Vielen Dank, ich schließe mich meinem Vorredner an. Es geht vor allem um technische Fragen und es geht um die Umsetzbarkeit. Unseren Informationen nach ist auch ein Abschleifen bzw. ‚coating‘ oder das Abfraßen zum einen technisch aufwendig, zum anderen kann es Problematiken mit sich bringen, z. B. betreffend Oberflächenwasser oder im Winterdienst mit dem Rutschen. Insofern schließe ich mich an, schauen wir uns das im Ausschuss an damit wir eine Entscheidungsgrundlage haben.

Grundsätzlich kann auch ich mich beiden Vorredner anschließen, das Ganze ist ein großes Problem in technischer Hinsicht. Ich möchte auch zu bedenken geben, dass es auch in städtebaulicher Hinsicht nicht ganz ohne ist. In fast allen Städten, die halbwegs eine historische Altstadt haben, die mir in Europa bekannt sind, gibt es derartige Lösungen bisher nicht. Wir sollten einmal im Ausschuss sondieren, ob wirklich so ein riesiger Bedarf besteht. Es läuft uns ja nichts davon, wir werden auch die Zuweisung unterstützen.

Sehr geehrter Herr Bürgermeister, sehr geehrte Kolleginnen und Kollegen. Also über den Bedarf einer solchen Maßnahme brauchen wir überhaupt nicht nachdenken. Wir wissen, dass 25 Prozent der Menschen in irgendeiner Art und Weise care-bedürftigt sind bzw. Mobilitätseinschränkungen haben. Herr Kollege Redlhammer hat schon richtig gesagt, dass die Rollstuhlfahrer*innen und die Radler*innen von dieser Maßnahme profitieren werden.

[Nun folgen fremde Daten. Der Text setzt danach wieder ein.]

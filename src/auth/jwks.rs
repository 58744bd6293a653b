//! JWKS (JSON Web Key Set) fetching and caching.
//!
//! The verifier asks a [`KeySetSource`] for the identity provider's current
//! signing keys. [`RemoteKeySet`] fetches on every call; [`CachedKeySet`]
//! wraps any source with a bounded TTL.

use std::future::Future;
use std::pin::Pin;
use std::sync::Arc;
use std::time::{Duration, Instant};

use jsonwebtoken::DecodingKey;
use serde::Deserialize;
use tokio::sync::{Mutex, RwLock};
use tracing::{debug, warn};
use url::Url;

use crate::auth::error::AuthFailure;
use crate::types::KeyId;

/// A single signing key from a JWKS document.
#[derive(Debug, Clone, PartialEq, Deserialize)]
pub struct SigningKey {
    /// Key ID, matched against the token header's `kid`
    #[serde(default)]
    pub kid: Option<KeyId>,
    /// Key type (e.g., "RSA")
    #[serde(default)]
    pub kty: String,
    /// Key use (e.g., "sig" for signature)
    #[serde(default, rename = "use")]
    pub key_use: Option<String>,
    /// RSA modulus (base64url encoded)
    #[serde(default)]
    pub n: Option<String>,
    /// RSA exponent (base64url encoded)
    #[serde(default)]
    pub e: Option<String>,
}

impl SigningKey {
    /// Rebuild the RSA public key from its published components.
    ///
    /// Unusable key material is reported as a key-fetch problem, since the
    /// provider published it.
    pub fn decoding_key(&self) -> Result<DecodingKey, AuthFailure> {
        let kid = self.kid.as_ref().map(KeyId::as_str).unwrap_or("<none>");

        if self.kty != "RSA" {
            return Err(AuthFailure::KeyFetchError(format!(
                "key `{}` has unsupported type `{}`",
                kid, self.kty
            )));
        }
        if self.key_use.as_deref() == Some("enc") {
            return Err(AuthFailure::KeyFetchError(format!(
                "key `{}` is an encryption key",
                kid
            )));
        }

        let n = self.n.as_deref().ok_or_else(|| {
            AuthFailure::KeyFetchError(format!("key `{}` is missing 'n'", kid))
        })?;
        let e = self.e.as_deref().ok_or_else(|| {
            AuthFailure::KeyFetchError(format!("key `{}` is missing 'e'", kid))
        })?;

        DecodingKey::from_rsa_components(n, e).map_err(|err| {
            AuthFailure::KeyFetchError(format!("key `{}` has invalid RSA components: {}", kid, err))
        })
    }
}

/// A JWKS document, in published order.
#[derive(Debug, Clone, Default, PartialEq, Deserialize)]
pub struct SigningKeySet {
    pub keys: Vec<SigningKey>,
}

impl SigningKeySet {
    pub fn new(keys: Vec<SigningKey>) -> Self {
        Self { keys }
    }

    /// First key whose `kid` equals `kid`. Entries without a `kid` never match.
    pub fn find(&self, kid: &str) -> Option<&SigningKey> {
        self.keys
            .iter()
            .find(|key| key.kid.as_ref().is_some_and(|k| k.as_str() == kid))
    }

    pub fn len(&self) -> usize {
        self.keys.len()
    }

    pub fn is_empty(&self) -> bool {
        self.keys.is_empty()
    }
}

/// Future returned by [`KeySetSource::key_set`].
pub type KeySetFuture<'a> =
    Pin<Box<dyn Future<Output = Result<Arc<SigningKeySet>, AuthFailure>> + Send + 'a>>;

/// Where the verifier gets signing keys from.
pub trait KeySetSource: Send + Sync {
    /// Current key set, or `KeyFetchError`.
    fn key_set(&self) -> KeySetFuture<'_>;
}

/// Fetches the key set over HTTP on every call. No retries.
pub struct RemoteKeySet {
    /// The JWKS endpoint URL.
    url: Url,
    /// HTTP client with the request timeout applied.
    client: reqwest::Client,
}

impl RemoteKeySet {
    /// Create a fetcher for `url`; every request is bounded by `timeout`.
    pub fn new(url: Url, timeout: Duration) -> Result<Self, reqwest::Error> {
        let client = reqwest::Client::builder().timeout(timeout).build()?;
        Ok(Self { url, client })
    }

    pub fn url(&self) -> &Url {
        &self.url
    }

    /// Fetch and parse the key set.
    pub async fn fetch(&self) -> Result<SigningKeySet, AuthFailure> {
        debug!("Fetching JWKS from {}", self.url);

        let response = self
            .client
            .get(self.url.clone())
            .send()
            .await
            .map_err(|e| {
                warn!(url = %self.url, error = %e, "JWKS request failed");
                AuthFailure::KeyFetchError(format!("request to {} failed: {}", self.url, e))
            })?;

        let status = response.status();
        if !status.is_success() {
            warn!(url = %self.url, %status, "JWKS endpoint returned error");
            return Err(AuthFailure::KeyFetchError(format!(
                "HTTP {} from {}",
                status, self.url
            )));
        }

        let key_set: SigningKeySet = response.json().await.map_err(|e| {
            warn!(url = %self.url, error = %e, "JWKS response could not be parsed");
            AuthFailure::KeyFetchError(format!("unparsable key set from {}: {}", self.url, e))
        })?;

        debug!("Fetched {} keys from {}", key_set.len(), self.url);
        Ok(key_set)
    }
}

impl KeySetSource for RemoteKeySet {
    fn key_set(&self) -> KeySetFuture<'_> {
        Box::pin(async move { self.fetch().await.map(Arc::new) })
    }
}

/// Cached key set with its fetch time.
struct CachedEntry {
    keys: Arc<SigningKeySet>,
    fetched_at: Instant,
}

/// TTL-bounded cache in front of another key-set source.
///
/// An entry older than the TTL is never served, so a key the provider stops
/// publishing is rejected at most one TTL later. Failed refreshes are not
/// masked by stale data. Concurrent refreshes collapse to a single fetch.
pub struct CachedKeySet {
    inner: Arc<dyn KeySetSource>,
    ttl: Duration,
    entry: RwLock<Option<CachedEntry>>,
    /// Held while a refresh is in flight.
    refresh: Mutex<()>,
}

impl CachedKeySet {
    pub fn new(inner: Arc<dyn KeySetSource>, ttl: Duration) -> Self {
        Self {
            inner,
            ttl,
            entry: RwLock::new(None),
            refresh: Mutex::new(()),
        }
    }

    pub fn ttl(&self) -> Duration {
        self.ttl
    }

    /// Drop the cached set; the next call fetches.
    pub async fn invalidate(&self) {
        *self.entry.write().await = None;
    }

    async fn fresh(&self) -> Option<Arc<SigningKeySet>> {
        let entry = self.entry.read().await;
        entry
            .as_ref()
            .filter(|e| e.fetched_at.elapsed() < self.ttl)
            .map(|e| e.keys.clone())
    }

    async fn get(&self) -> Result<Arc<SigningKeySet>, AuthFailure> {
        if let Some(keys) = self.fresh().await {
            return Ok(keys);
        }

        let _refresh = self.refresh.lock().await;

        // Another task may have refreshed while we waited for the lock.
        if let Some(keys) = self.fresh().await {
            debug!("JWKS refreshed by concurrent request");
            return Ok(keys);
        }

        let keys = self.inner.key_set().await?;
        *self.entry.write().await = Some(CachedEntry {
            keys: keys.clone(),
            fetched_at: Instant::now(),
        });
        debug!("JWKS cache refreshed with {} keys", keys.len());
        Ok(keys)
    }
}

impl KeySetSource for CachedKeySet {
    fn key_set(&self) -> KeySetFuture<'_> {
        Box::pin(self.get())
    }
}
//! Authentication gate for the telemetry endpoints.
//!
//! Every protected request carries one of two credentials:
//!
//! - **Bearer token**: a JWT signed by the identity provider, verified against
//!   the provider's published key set (`https://{domain}/.well-known/jwks.json`)
//! - **API key**: the browser extension's static key in the `X-API-Key` header
//!
//! ## Priority
//!
//! A bearer token, once present, is the only thing checked. If it fails, the
//! request is rejected even when a valid API key is also attached. Without a
//! bearer token the API key is checked; without either the gate fails closed.
//!
//! ## Usage
//!
//! ```ignore
//! let gate = AuthGate::new(&config)?;
//! let principal = gate.authenticate(&headers).await?;
//! ```

mod api_key;
mod credential;
mod error;
mod gate;
pub mod jwks;
mod principal;
#[cfg(test)]
pub(crate) mod testutil;
mod verifier;

pub use api_key::ApiKeyValidator;
pub use credential::{API_KEY_HEADER, Credential};
pub use error::AuthFailure;
pub use gate::AuthGate;
pub use jwks::{CachedKeySet, KeySetSource, RemoteKeySet, SigningKey, SigningKeySet};
pub use principal::{INTERNAL_SCOPE, INTERNAL_SUBJECT, Principal};
pub use verifier::TokenVerifier;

Ich ergänze noch, jeder der mit einem Rollator, mit einem Stock oder mit einem Kinderwagen unterwegs ist oder nicht mehr so gut bei Fuß ist, würde sich über diese Maßnahme freuen. Wir stimmen diesem Antrag ganz, ganz gerne zu.

Vielen Dank, ich freue mich natürlich über die Zuweisung zu einem Ausschuss. Ich darf auch erwähnen, wenn wir dann die ersten sein werden, die so eine Lösung vielleicht anbieten: Wir sind bald in einem internationalen Netzwerk, bei den United Cities, wir haben enge Kontakte nach Europa. Wir können uns Lösungen holen, aber wir können auch Lösungen anbieten. Herzlichen Dank, ich freue mich auf die Zustimmung zur Zuweisung.

Abstimmungsergebnis

Ergebnis: ausschuss verwiesen

Die Zuweisung des Antrags an den Ausschuss für Mobilität und Verkehr wird einstimmig angenommen.